PROBLEM REQUIREMENTS:
Where the word "reported" appears in a line below, copy the whole line.

RECORDS PROVIDED:
//! Install locations the system itself records: Steam's install and
//! library folders via `steamlocate`, and the Epic launcher's registry
//! entry on Windows.

use std::path::{Path, PathBuf};
use tracing::debug;

use crate::launcher::LauncherId;
use crate::system::join_relative;

#[cfg(windows)]
const EPIC_REGISTRY_KEY: &str = r"SOFTWARE\WOW6432Node\Epic Games\EpicGamesLauncher";
const EPIC_LAUNCHER_RELATIVE: &str = r"Launcher\Portal\Binaries\Win64\EpicGamesLauncher.exe";

/// Main executable of `id` as reported by the system, if it exists.
pub fn installed_location(id: LauncherId) -> Option<PathBuf> {
    let exe = match id {
        LauncherId::Steam => steam_dir()?.join("steam.exe"),
        LauncherId::Epic => epic_launcher_exe(&epic_app_data()?),
        _ => return None,
    };
    if exe.is_file() {
        debug!(launcher = %id, path = %exe.display(), "install location reported by the system");
        Some(exe)
    } else {
        None
    }
}

/// Steam's install directory.
pub fn steam_dir() -> Option<PathBuf> {
    match steamlocate::SteamDir::locate() {
        Ok(steam) => Some(steam.path().to_path_buf()),
        Err(err) => {
            debug!(error = %err, "steam installation not located");
            None
        }
    }
}

/// Install directory of a Steam app, searching every library folder.
pub fn steam_app_dir(app_id: u32) -> Option<PathBuf> {
    let steam = steamlocate::SteamDir::locate().ok()?;
    match steam.find_app(app_id) {
        Ok(Some((app, library))) => Some(library.resolve_app_dir(&app)),
        Ok(None) => None,
        Err(err) => {
            debug!(app_id, error = %err, "steam app lookup failed");
            None
        }
    }
}

fn epic_launcher_exe(app_data: &Path) -> PathBuf {
    join_relative(app_data, EPIC_LAUNCHER_RELATIVE)
}

#[cfg(windows)]
fn epic_app_data() -> Option<PathBuf> {
    use winreg::enums::HKEY_LOCAL_MACHINE;
    use winreg::RegKey;

    let key = match RegKey::predef(HKEY_LOCAL_MACHINE).open_subkey(EPIC_REGISTRY_KEY) {
        Ok(key) => key,
        Err(err) => {
            debug!(error = %err, "epic registry key not present");
            return None;
        }
    };
    let data: String = key.get_value("AppDataPath").ok()?;
    Some(PathBuf::from(data))
}

#[cfg(not(windows))]
fn epic_app_data() -> Option<PathBuf> {
    None
}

RESPONSE:
/// Main executable of `id` as reported by the system, if it exists.
        debug!(launcher = %id, path = %exe.display(), "install location reported by the system");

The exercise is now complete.